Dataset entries
========================================================================

// Copyright 2025 eraflo
//
// Licensed under the Apache License, Version 2.0 (the "License");
// you may not use this file except in compliance with the License.
// You may obtain a copy of the License at
//
//     http://www.apache.org/licenses/LICENSE-2.0
//
// Unless required by applicable law or agreed to in writing, software
// distributed under the License is distributed on an "AS IS" BASIS,
// WITHOUT WARRANTIES OR CONDITIONS OF ANY KIND, either express or implied.
// See the License for the specific language governing permissions and
// limitations under the License.

//! Framebuffer assembly and the default framebuffer.

use super::scope::BindScope;
use super::Context;
use crate::renderer::api::*;
use crate::renderer::error::ResourceError;

impl Context {
    /// Assembles a framebuffer from color attachments and an optional depth attachment.
    ///
    /// All attachments must share the first color attachment's width, height and sample
    /// count. Without a depth attachment, a matching depth renderbuffer is created and
    /// released together with the framebuffer. Attachments passed in are never released
    /// by the framebuffer.
    pub fn framebuffer(
        &self,
        color_attachments: &[AttachmentRef<'_>],
        depth_attachment: Option<AttachmentRef<'_>>,
    ) -> Result<Framebuffer, ResourceError> {
        let Some(first) = color_attachments.first() else {
            return Err(ResourceError::EmptyAttachments);
        };
        let (width, height, samples) = first.image().extent();

        for (i, attachment) in color_attachments.iter().enumerate() {
            if attachment.image().extent() != (width, height, samples) {
                return Err(ResourceError::AttachmentMismatch(
                    "the color_attachments have different sizes or samples".to_owned(),
                ));
            }
            self.ensure_owned(attachment.context_id(), || format!("color_attachments[{i}]"))?;
        }

        if let Some(depth) = &depth_attachment {
            self.ensure_owned(depth.context_id(), || "the depth_attachment".to_owned())?;
            if depth.image().extent() != (width, height, samples) {
                return Err(ResourceError::AttachmentMismatch(
                    "the depth_attachment has a different size or samples".to_owned(),
                ));
            }
        }

        let colors = color_attachments
            .iter()
            .map(AttachmentRef::record)
            .collect::<Result<Vec<_>, _>>()?;
        let user_depth = depth_attachment.as_ref().map(AttachmentRef::record).transpose()?;

        let mut depth = match user_depth {
            Some(info) => DepthAttachment::Attached(info),
            None => DepthAttachment::Synthesized(self.create_renderbuffer(ImageInfo {
                width,
                height,
                components: 1,
                samples,
                float: true,
                depth: true,
            })?),
        };

        let handle = match self.driver.create_framebuffer() {
            Some(handle) => handle,
            None => {
                release_synthesized(self, &mut depth);
                return Err(ResourceError::AllocationFailed {
                    kind: Framebuffer::KIND,
                });
            }
        };

        let status = {
            let mut scope = BindScope::new(self.driver());
            scope.bind_framebuffer(FramebufferTarget::Framebuffer, Some(handle));

            for (i, color) in colors.iter().enumerate() {
                self.attach(AttachmentPoint::Color(i as u32), color);
            }
            match &depth {
                DepthAttachment::Attached(info) => self.attach(AttachmentPoint::Depth, info),
                DepthAttachment::Synthesized(renderbuffer) => {
                    if let Ok(depth_handle) = renderbuffer.handle() {
                        self.driver
                            .attach_renderbuffer(AttachmentPoint::Depth, depth_handle);
                    }
                }
            }

            FramebufferStatus::from_raw(self.driver.check_framebuffer_status())
        };

        if status != FramebufferStatus::Complete {
            if let FramebufferStatus::Unknown(code) = status {
                log::warn!("Driver returned unknown framebuffer status 0x{code:04X}");
            }
            self.driver.delete_framebuffer(handle);
            release_synthesized(self, &mut depth);
            return Err(ResourceError::Incomplete(status));
        }

        self.poll_errors(Framebuffer::KIND);
        log::debug!(
            "Created framebuffer {} ({}x{}, {} color attachments, {} samples, {} depth)",
            handle.get(),
            width,
            height,
            colors.len(),
            samples,
            match depth {
                DepthAttachment::Attached(_) => "attached",
                DepthAttachment::Synthesized(_) => "synthesized",
            }
        );

        Ok(Framebuffer {
            context: self.id,
            state: ResourceState::Live(Some(handle)),
            width,
            height,
            samples,
            color_attachments: colors,
            depth_attachment: Some(depth),
        })
    }

    fn attach(&self, point: AttachmentPoint, info: &AttachmentInfo) {
        match info.kind {
            AttachmentKind::Texture => self.driver.attach_texture(
                point,
                TextureTarget::for_samples(info.image.samples),
                info.handle,
            ),
            AttachmentKind::Renderbuffer => self.driver.attach_renderbuffer(point, info.handle),
        }
    }

    /// The window surface, sized from the viewport the first time it is requested.
    pub fn default_framebuffer(&self) -> &Framebuffer {
        self.default_framebuffer.get_or_init(|| {
            let viewport = self.driver.viewport();
            let width = u32::try_from(viewport.width).unwrap_or(0);
            let height = u32::try_from(viewport.height).unwrap_or(0);
            log::debug!("Default framebuffer is {width}x{height}");

            Framebuffer {
                context: self.id,
                state: ResourceState::Live(None),
                width,
                height,
                samples: 0,
                color_attachments: Vec::new(),
                depth_attachment: None,
            }
        })
    }
}

fn release_synthesized(context: &Context, depth: &mut DepthAttachment) {
    if let DepthAttachment::Synthesized(renderbuffer) = depth {
        renderbuffer.release_with(context.driver());
    }
}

========================================================================

WHAT TO PRODUCE:
Please copy each line above exactly as written.

PROBLEM SOLUTION:
// Copyright 2025 eraflo
//
// Licensed under the Apache License, Version 2.0 (the "License");
// you may not use this file except in compliance with the License.
// You may obtain a copy of the License at
//
//     http://www.apache.org/licenses/LICENSE-2.0
//
// Unless required by applicable law or agreed to in writing, software
// distributed under the License is distributed on an "AS IS" BASIS,
// WITHOUT WARRANTIES OR CONDITIONS OF ANY KIND, either express or implied.
// See the License for the specific language governing permissions and
// limitations under the License.

//! Framebuffer assembly and the default framebuffer.

use super::scope::BindScope;
use super::Context;
use crate::renderer::api::*;
use crate::renderer::error::ResourceError;

impl Context {
    /// Assembles a framebuffer from color attachments and an optional depth attachment.
    ///
    /// All attachments must share the first color attachment's width, height and sample
    /// count. Without a depth attachment, a matching depth renderbuffer is created and
    /// released together with the framebuffer. Attachments passed in are never released
    /// by the framebuffer.
    pub fn framebuffer(
        &self,
        color_attachments: &[AttachmentRef<'_>],
        depth_attachment: Option<AttachmentRef<'_>>,
    ) -> Result<Framebuffer, ResourceError> {
        let Some(first) = color_attachments.first() else {
            return Err(ResourceError::EmptyAttachments);
        };
        let (width, height, samples) = first.image().extent();

        for (i, attachment) in color_attachments.iter().enumerate() {
            if attachment.image().extent() != (width, height, samples) {
                return Err(ResourceError::AttachmentMismatch(
                    "the color_attachments have different sizes or samples".to_owned(),
                ));
            }
            self.ensure_owned(attachment.context_id(), || format!("color_attachments[{i}]"))?;
        }

        if let Some(depth) = &depth_attachment {
            self.ensure_owned(depth.context_id(), || "the depth_attachment".to_owned())?;
            if depth.image().extent() != (width, height, samples) {
                return Err(ResourceError::AttachmentMismatch(
                    "the depth_attachment has a different size or samples".to_owned(),
                ));
            }
        }

        let colors = color_attachments
            .iter()
            .map(AttachmentRef::record)
            .collect::<Result<Vec<_>, _>>()?;
        let user_depth = depth_attachment.as_ref().map(AttachmentRef::record).transpose()?;

        let mut depth = match user_depth {
            Some(info) => DepthAttachment::Attached(info),
            None => DepthAttachment::Synthesized(self.create_renderbuffer(ImageInfo {
                width,
                height,
                components: 1,
                samples,
                float: true,
                depth: true,
            })?),
        };

        let handle = match self.driver.create_framebuffer() {
            Some(handle) => handle,
            None => {
                release_synthesized(self, &mut depth);
                return Err(ResourceError::AllocationFailed {
                    kind: Framebuffer::KIND,
                });
            }
        };

        let status = {
            let mut scope = BindScope::new(self.driver());
            scope.bind_framebuffer(FramebufferTarget::Framebuffer, Some(handle));

            for (i, color) in colors.iter().enumerate() {
                self.attach(AttachmentPoint::Color(i as u32), color);
            }
            match &depth {
                DepthAttachment::Attached(info) => self.attach(AttachmentPoint::Depth, info),
                DepthAttachment::Synthesized(renderbuffer) => {
                    if let Ok(depth_handle) = renderbuffer.handle() {
                        self.driver
                            .attach_renderbuffer(AttachmentPoint::Depth, depth_handle);
                    }
                }
            }

            FramebufferStatus::from_raw(self.driver.check_framebuffer_status())
        };

        if status != FramebufferStatus::Complete {
            if let FramebufferStatus::Unknown(code) = status {
                log::warn!("Driver returned unknown framebuffer status 0x{code:04X}");
            }
            self.driver.delete_framebuffer(handle);
            release_synthesized(self, &mut depth);
            return Err(ResourceError::Incomplete(status));
        }

        self.poll_errors(Framebuffer::KIND);
        log::debug!(
            "Created framebuffer {} ({}x{}, {} color attachments, {} samples, {} depth)",
            handle.get(),
            width,
            height,
            colors.len(),
            samples,
            match depth {
                DepthAttachment::Attached(_) => "attached",
                DepthAttachment::Synthesized(_) => "synthesized",
            }
        );

        Ok(Framebuffer {
            context: self.id,
            state: ResourceState::Live(Some(handle)),
            width,
            height,
            samples,
            color_attachments: colors,
            depth_attachment: Some(depth),
        })
    }

    fn attach(&self, point: AttachmentPoint, info: &AttachmentInfo) {
        match info.kind {
            AttachmentKind::Texture => self.driver.attach_texture(
                point,
                TextureTarget::for_samples(info.image.samples),
                info.handle,
            ),
            AttachmentKind::Renderbuffer => self.driver.attach_renderbuffer(point, info.handle),
        }
    }

    /// The window surface, sized from the viewport the first time it is requested.
    pub fn default_framebuffer(&self) -> &Framebuffer {
        self.default_framebuffer.get_or_init(|| {
            let viewport = self.driver.viewport();
            let width = u32::try_from(viewport.width).unwrap_or(0);
            let height = u32::try_from(viewport.height).unwrap_or(0);
            log::debug!("Default framebuffer is {width}x{height}");

            Framebuffer {
                context: self.id,
                state: ResourceState::Live(None),
                width,
                height,
                samples: 0,
                color_attachments: Vec::new(),
                depth_attachment: None,
            }
        })
    }
}

fn release_synthesized(context: &Context, depth: &mut DepthAttachment) {
    if let DepthAttachment::Synthesized(renderbuffer) = depth {
        renderbuffer.release_with(context.driver());
    }
}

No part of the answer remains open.